В 1923 году Н.А. Троцкий стал профессором Академии художеств – ему было только 28 лет. Архитектор и педагог А.К. Барутчев имел основание назвать его «знаменем молодости и символом будущего советского зодчества». Но и став профессором и «символом», зодчий не изменился, оставаясь таким же сердечным и близким, в нем не было самодовольства, спеси. Сегодня уже мало кто знает о его постоянном, порой даже изнуряющем недовольстве собой, своими проектами, и в этом не было рисовки. Когда начинали строить здание по его проекту, он придирчиво искал и находил в нем недостатки. Его творчество рождалось в обстановке борьбы направлений, в дискуссиях, принимавших острый характер. Такого почти не было на рубеже XIX–XX веков. Академизм, имевший вековые корни, самодовольный, считавший себя непогрешимым, не желал уходить с насиженных позиций. Каждая противоборствующая группа имела темпераментных и ярких лидеров. Появились творческие мастерские. Вскоре Троцкий переходит от «символического романтизма» к конструктивизму – этот стиль на некоторое время обеспечил нашей архитектуре одно из самых первых (если не первое) мест в Европе. В новых формах Троцкий выполнил проект театра-клуба. Интересен был его проект Московско-Нарвского Дворца культуры, но был осуществлен проект Гегелло (Дворец культуры им. А.М. Горького).
Самостоятельный интерес представляют живописные по манере исполнения, почти ренессансной мощи проекты 1920-х годов. Некоторые из них представляются даже фантастическими, но и в этом – дух времени. Троцкий с большим размахом и вдохновением проектировал жилой квартал в стиле конструктивизма для г. Иванова (1926 г.), участвовал в конкурсе на проект Днепрогэса. Необыкновенно интересен осуществленный и, к счастью, сохранившийся поселок и стекольный завод в Вологодской области (пос. Чагода). История его проектирования и строительства (1926–1929 гг.) проанализирована Т.Э. Суздалевой. Это выдающийся пример градостроительства, здесь было найдено разумное сочетание промышленной и жилой зон.

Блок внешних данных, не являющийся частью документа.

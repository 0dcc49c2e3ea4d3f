//! Dashboard Widget
//! Central scrollable panel rendering the maps, charts, and tables computed
//! from the current parameter set.

use crate::charts::{ChartPlotter, HexBin, MapViewConfig};
use crate::data::{InjuryCategory, StreetRank};
use egui::{RichText, ScrollArea};

/// First rows of the normalized table, stringified for display.
pub struct RawPreview {
    pub columns: Vec<String>,
    pub rows: Vec<Vec<String>>,
    pub total_rows: usize,
}

/// Everything the dashboard renders for one parameter set.
pub struct DashboardData {
    pub injury_threshold: i64,
    pub points: Vec<[f64; 2]>,
    pub hour: u8,
    pub window_rows: usize,
    pub hex_bins: Vec<HexBin>,
    pub map_config: MapViewConfig,
    pub minute_counts: Vec<u64>,
    pub category: InjuryCategory,
    pub streets: Vec<StreetRank>,
    pub raw: Option<RawPreview>,
}

/// Scrollable dashboard area. Holds the views derived from the last
/// parameter set; the app swaps them out when a parameter changes.
#[derive(Default)]
pub struct Dashboard {
    pub data: Option<DashboardData>,
}

impl Dashboard {
    pub fn new() -> Self {
        Self::default()
    }

    pub fn clear(&mut self) {
        self.data = None;
    }

    /// Draw the dashboard sections
    pub fn show(&mut self, ui: &mut egui::Ui) {
        let Some(data) = &self.data else {
            ui.centered_and_justified(|ui| {
                ui.label(RichText::new("No Data").size(20.0));
            });
            return;
        };

        ScrollArea::vertical()
            .auto_shrink([false, false])
            .show(ui, |ui| {
                ui.add_space(5.0);

                // ===== Point map =====
                ui.label(
                    RichText::new("Where are the most people injured?")
                        .size(18.0)
                        .strong(),
                );
                ui.label(
                    RichText::new(format!(
                        "{} collisions with at least {} injured persons",
                        data.points.len(),
                        data.injury_threshold
                    ))
                    .size(12.0),
                );
                ui.add_space(5.0);
                ChartPlotter::draw_point_map(ui, &data.points);

                ui.add_space(15.0);
                ui.separator();
                ui.add_space(10.0);

                // ===== Hex map =====
                let window_end = (data.hour + 1) % 24;
                ui.label(
                    RichText::new(format!(
                        "Collisions between {}:00 and {}:00",
                        data.hour, window_end
                    ))
                    .size(18.0)
                    .strong(),
                );
                ui.label(
                    RichText::new(format!("{} collisions in this hour", data.window_rows))
                        .size(12.0),
                );
                ui.add_space(5.0);
                ChartPlotter::draw_hex_map(ui, &data.hex_bins, &data.map_config);

                ui.add_space(15.0);

                // ===== Minute histogram =====
                ui.label(
                    RichText::new(format!(
                        "Breakdown by minute between {}:00 and {}:00",
                        data.hour, window_end
                    ))
                    .size(14.0)
                    .strong(),
                );
                ui.add_space(5.0);
                ChartPlotter::draw_minute_histogram(ui, &data.minute_counts, data.hour);

                ui.add_space(15.0);
                ui.separator();
                ui.add_space(10.0);

                // ===== Street ranking =====
                ui.label(
                    RichText::new("Top 5 most dangerous streets by affected type")
                        .size(18.0)
                        .strong(),
                );
                ui.add_space(5.0);
                if data.streets.is_empty() {
                    ui.label(
                        RichText::new(format!(
                            "No streets with injured {}",
                            data.category.label().to_lowercase()
                        ))
                        .size(12.0),
                    );
                } else {
                    ChartPlotter::draw_street_table(ui, &data.streets, data.category);
                }

                // ===== Raw data =====
                if let Some(raw) = &data.raw {
                    ui.add_space(15.0);
                    ui.separator();
                    ui.add_space(10.0);
                    ui.label(RichText::new("Raw Data").size(14.0).strong());
                    ui.label(
                        RichText::new(format!(
                            "showing {} of {} rows",
                            raw.rows.len(),
                            raw.total_rows
                        ))
                        .size(11.0),
                    );
                    ui.add_space(5.0);
                    Self::draw_raw_table(ui, raw);
                }

                ui.add_space(10.0);
            });
    }

    fn draw_raw_table(ui: &mut egui::Ui, raw: &RawPreview) {
        ScrollArea::horizontal().show(ui, |ui| {
            egui::Grid::new("raw_data_table")
                .striped(true)
                .min_col_width(70.0)
                .spacing([12.0, 3.0])
                .show(ui, |ui| {
                    for column in &raw.columns {
                        ui.label(RichText::new(column).strong().size(11.0));
                    }
                    ui.end_row();

                    for row in &raw.rows {
                        for value in row {
                            ui.label(RichText::new(value).size(11.0));
                        }
                        ui.end_row();
                    }
                });
        });
    }
}
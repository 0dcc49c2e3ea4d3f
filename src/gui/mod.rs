//! GUI module - User interface components

mod app;
mod control_panel;
mod dashboard;

pub use app::CrashboardApp;
pub use control_panel::{ControlPanel, ControlPanelAction, UserSettings};
pub use dashboard::{Dashboard, DashboardData, RawPreview};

Сам автор, который редко бывал доволен своими постройками, ценил эту работу. Думается, что и сегодня проектировщики, занятые вопросами малоэтажного деревянного домостроения, могли бы почерпнуть для себя немало полезного в этом комплексе.
Как и многие современники, Троцкий увлеченно работал над проектами памятников, выполняемых по плану монументальной пропаганды. В некоторых преобладало архитектурное начало, в других он сотрудничал с видными архитекторами, ваятелями, художниками. Однако, отдавая должное этим интересным поискам, надо признать, что в 1960—1980-х годах монументальная скульптура пошла иными путями и добилась больших результатов.
Необходимо сказать, что проекты Троцкого (конкурсные, выполненные в формах конструктивизма и других стилевых направлениях) было бы целесообразно издать в виде альбома, быть может вместе с работами его коллег и единомышленников. Это было бы захватывающе интересно, актуально и поучительно. Ведь до сих пор изучают же во всем мире гениальные фантазии Пиранези и других зодчих, которые почти ничего не построили. Здесь же конкурсные проекты непосредственно предшествовали реальному проектированию.
Вернемся снова к конструктивизму Троцкого. В нем несомненно больше лиризма и эмоционального начала, чем у современников, например у Бурышкина. Троцкому был органически чужд формализм, доктринерство. Двигаясь в своих поисках вперед, он старался не утрачивать ничего из ранее приобретенного, в значительной степени обгоняя свое время. Очевидно, не был случайным интерес к советскому искусству той поры на Западе, и среди объектов этого интереса было и творчество Троцкого.
Кипучую творческую деятельность он успешно совмещал с преподаванием в Академии художеств и Институте гражданских инженеров, но в 1930 году архитектурный факультет Академии передали в Институт коммунального строительства, и зодчий сосредоточился на проектной работе. 1930 год стал для него знаменательным. В разных районах города по его проектам строятся четыре крупнейших здания: Дом Советов Кировского района, Василеостровский Дворец культуры, комплекс мясокомбината, Большой дом на Литейном проспекте. Четыре программных произведения, каждое из которых вызвало большой общественный, а не только профессиональный интерес. Ради всего этого, как говорил Маяковский, «и жить стоило, и работать стоило».